**Task goal**
The data below must be copied in full and without any change.

**Dataset**

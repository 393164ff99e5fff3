//! HTTP plumbing shared by the CozeLoop crates.
//!
//! - [`HeaderInjector`] / [`HeaderExtractor`] adapt an [`http::HeaderMap`] to
//!   the propagation carrier traits.
//! - [`ApiClient`] is the interface the trace exporter reports through: a JSON
//!   POST and a multipart file upload against the CozeLoop API. A reqwest
//!   implementation is available behind the `reqwest` feature.
use async_trait::async_trait;
use std::borrow::Cow;
use std::fmt::Debug;

#[doc(no_inline)]
pub use bytes::Bytes;
use cozeloop::propagation::{Extractor, Injector};

#[cfg(feature = "reqwest")]
mod reqwest;
#[cfg(feature = "reqwest")]
pub use self::reqwest::{ReqwestApiClient, ReqwestApiClientBuilder};

/// Helper for injecting headers into HTTP Requests. This is used for
/// propagating a trace context to downstream services.
#[derive(Debug)]
pub struct HeaderInjector<'a>(pub &'a mut http::HeaderMap);

impl Injector for HeaderInjector<'_> {
    /// Set a key and value in the HeaderMap.  Does nothing if the key or value are not valid inputs.
    fn set(&mut self, key: &str, value: String) {
        if let Ok(name) = http::header::HeaderName::from_bytes(key.as_bytes()) {
            if let Ok(val) = http::header::HeaderValue::from_str(&value) {
                self.0.insert(name, val);
            }
        }
    }
}

/// Helper for extracting headers from HTTP Requests. This is used for
/// continuing a trace started by an upstream service.
#[derive(Debug)]
pub struct HeaderExtractor<'a>(pub &'a http::HeaderMap);

impl Extractor for HeaderExtractor<'_> {
    /// Get a value for a key from the HeaderMap.  If the value is not valid ASCII, returns None.
    fn get(&self, key: &str) -> Option<Cow<'_, str>> {
        self.0
            .get(key.to_ascii_lowercase())
            .and_then(|value| value.to_str().ok())
            .map(Cow::Borrowed)
    }

    /// Collect all the keys from the HeaderMap.
    fn keys(&self) -> Vec<Cow<'_, str>> {
        self.0
            .keys()
            .map(|value| Cow::Borrowed(value.as_str()))
            .collect::<Vec<_>>()
    }
}

/// Error returned by an [`ApiClient`].
pub type HttpError = Box<dyn std::error::Error + Send + Sync + 'static>;

/// One file sent through [`ApiClient::upload_file`].
#[derive(Clone, Debug, PartialEq)]
pub struct FilePart {
    /// Name of the file in the multipart form.
    pub file_name: String,
    /// MIME type of `data`.
    pub content_type: String,
    /// File contents.
    pub data: Bytes,
    /// Extra text fields sent alongside the file.
    pub fields: Vec<(String, String)>,
}

impl FilePart {
    /// Creates a part with no extra form fields.
    pub fn new(
        file_name: impl Into<String>,
        content_type: impl Into<String>,
        data: impl Into<Bytes>,
    ) -> Self {
        FilePart {
            file_name: file_name.into(),
            content_type: content_type.into(),
            data: data.into(),
            fields: Vec::new(),
        }
    }

    /// Adds a text field to the form.
    pub fn with_field(mut self, name: impl Into<String>, value: impl Into<String>) -> Self {
        self.fields.push((name.into(), value.into()));
        self
    }
}

/// The calls the tracing core makes against the CozeLoop API.
///
/// Implementations own the base URL, authentication headers and transport
/// timeouts. `path` is always relative to the API base, e.g.
/// `/v1/loop/traces/ingest`. Both calls return the raw response body of a
/// successful (2xx) response.
#[async_trait]
pub trait ApiClient: Debug + Send + Sync {
    /// POST `body` as `application/json`.
    async fn post_json(&self, path: &str, body: Bytes) -> Result<Bytes, HttpError>;

    /// POST `file` as `multipart/form-data`.
    async fn upload_file(&self, path: &str, file: FilePart) -> Result<Bytes, HttpError>;
}
//! Process-wide diagnostics shared by the CozeLoop crates.
//!
//! Failures that happen away from the caller (a background batch drain, a
//! detached file upload) cannot be returned as a `Result`. They are handed
//! to [`handle_error`] instead, which forwards them to the handler installed
//! with [`set_error_handler`] or prints them to stderr.
//!
//! The tracer registry itself lives in `cozeloop_sdk::global`.

mod error_handler;
mod internal_logging;

pub use error_handler::{handle_error, set_error_handler, Error};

**Task answer**
repository 393164ff99e5fff3
//! HTTP plumbing shared by the CozeLoop crates.
//!
//! - [`HeaderInjector`] / [`HeaderExtractor`] adapt an [`http::HeaderMap`] to
//!   the propagation carrier traits.
//! - [`ApiClient`] is the interface the trace exporter reports through: a JSON
//!   POST and a multipart file upload against the CozeLoop API. A reqwest
//!   implementation is available behind the `reqwest` feature.
use async_trait::async_trait;
use std::borrow::Cow;
use std::fmt::Debug;

#[doc(no_inline)]
pub use bytes::Bytes;
use cozeloop::propagation::{Extractor, Injector};

#[cfg(feature = "reqwest")]
mod reqwest;
#[cfg(feature = "reqwest")]
pub use self::reqwest::{ReqwestApiClient, ReqwestApiClientBuilder};

/// Helper for injecting headers into HTTP Requests. This is used for
/// propagating a trace context to downstream services.
#[derive(Debug)]
pub struct HeaderInjector<'a>(pub &'a mut http::HeaderMap);

impl Injector for HeaderInjector<'_> {
    /// Set a key and value in the HeaderMap.  Does nothing if the key or value are not valid inputs.
    fn set(&mut self, key: &str, value: String) {
        if let Ok(name) = http::header::HeaderName::from_bytes(key.as_bytes()) {
            if let Ok(val) = http::header::HeaderValue::from_str(&value) {
                self.0.insert(name, val);
            }
        }
    }
}

/// Helper for extracting headers from HTTP Requests. This is used for
/// continuing a trace started by an upstream service.
#[derive(Debug)]
pub struct HeaderExtractor<'a>(pub &'a http::HeaderMap);

impl Extractor for HeaderExtractor<'_> {
    /// Get a value for a key from the HeaderMap.  If the value is not valid ASCII, returns None.
    fn get(&self, key: &str) -> Option<Cow<'_, str>> {
        self.0
            .get(key.to_ascii_lowercase())
            .and_then(|value| value.to_str().ok())
            .map(Cow::Borrowed)
    }

    /// Collect all the keys from the HeaderMap.
    fn keys(&self) -> Vec<Cow<'_, str>> {
        self.0
            .keys()
            .map(|value| Cow::Borrowed(value.as_str()))
            .collect::<Vec<_>>()
    }
}

/// Error returned by an [`ApiClient`].
pub type HttpError = Box<dyn std::error::Error + Send + Sync + 'static>;

/// One file sent through [`ApiClient::upload_file`].
#[derive(Clone, Debug, PartialEq)]
pub struct FilePart {
    /// Name of the file in the multipart form.
    pub file_name: String,
    /// MIME type of `data`.
    pub content_type: String,
    /// File contents.
    pub data: Bytes,
    /// Extra text fields sent alongside the file.
    pub fields: Vec<(String, String)>,
}

impl FilePart {
    /// Creates a part with no extra form fields.
    pub fn new(
        file_name: impl Into<String>,
        content_type: impl Into<String>,
        data: impl Into<Bytes>,
    ) -> Self {
        FilePart {
            file_name: file_name.into(),
            content_type: content_type.into(),
            data: data.into(),
            fields: Vec::new(),
        }
    }

    /// Adds a text field to the form.
    pub fn with_field(mut self, name: impl Into<String>, value: impl Into<String>) -> Self {
        self.fields.push((name.into(), value.into()));
        self
    }
}

/// The calls the tracing core makes against the CozeLoop API.
///
/// Implementations own the base URL, authentication headers and transport
/// timeouts. `path` is always relative to the API base, e.g.
/// `/v1/loop/traces/ingest`. Both calls return the raw response body of a
/// successful (2xx) response.
#[async_trait]
pub trait ApiClient: Debug + Send + Sync {
    /// POST `body` as `application/json`.
    async fn post_json(&self, path: &str, body: Bytes) -> Result<Bytes, HttpError>;

    /// POST `file` as `multipart/form-data`.
    async fn upload_file(&self, path: &str, file: FilePart) -> Result<Bytes, HttpError>;
}
//! Process-wide diagnostics shared by the CozeLoop crates.
//!
//! Failures that happen away from the caller (a background batch drain, a
//! detached file upload) cannot be returned as a `Result`. They are handed
//! to [`handle_error`] instead, which forwards them to the handler installed
//! with [`set_error_handler`] or prints them to stderr.
//!
//! The tracer registry itself lives in `cozeloop_sdk::global`.

mod error_handler;
mod internal_logging;

pub use error_handler::{handle_error, set_error_handler, Error};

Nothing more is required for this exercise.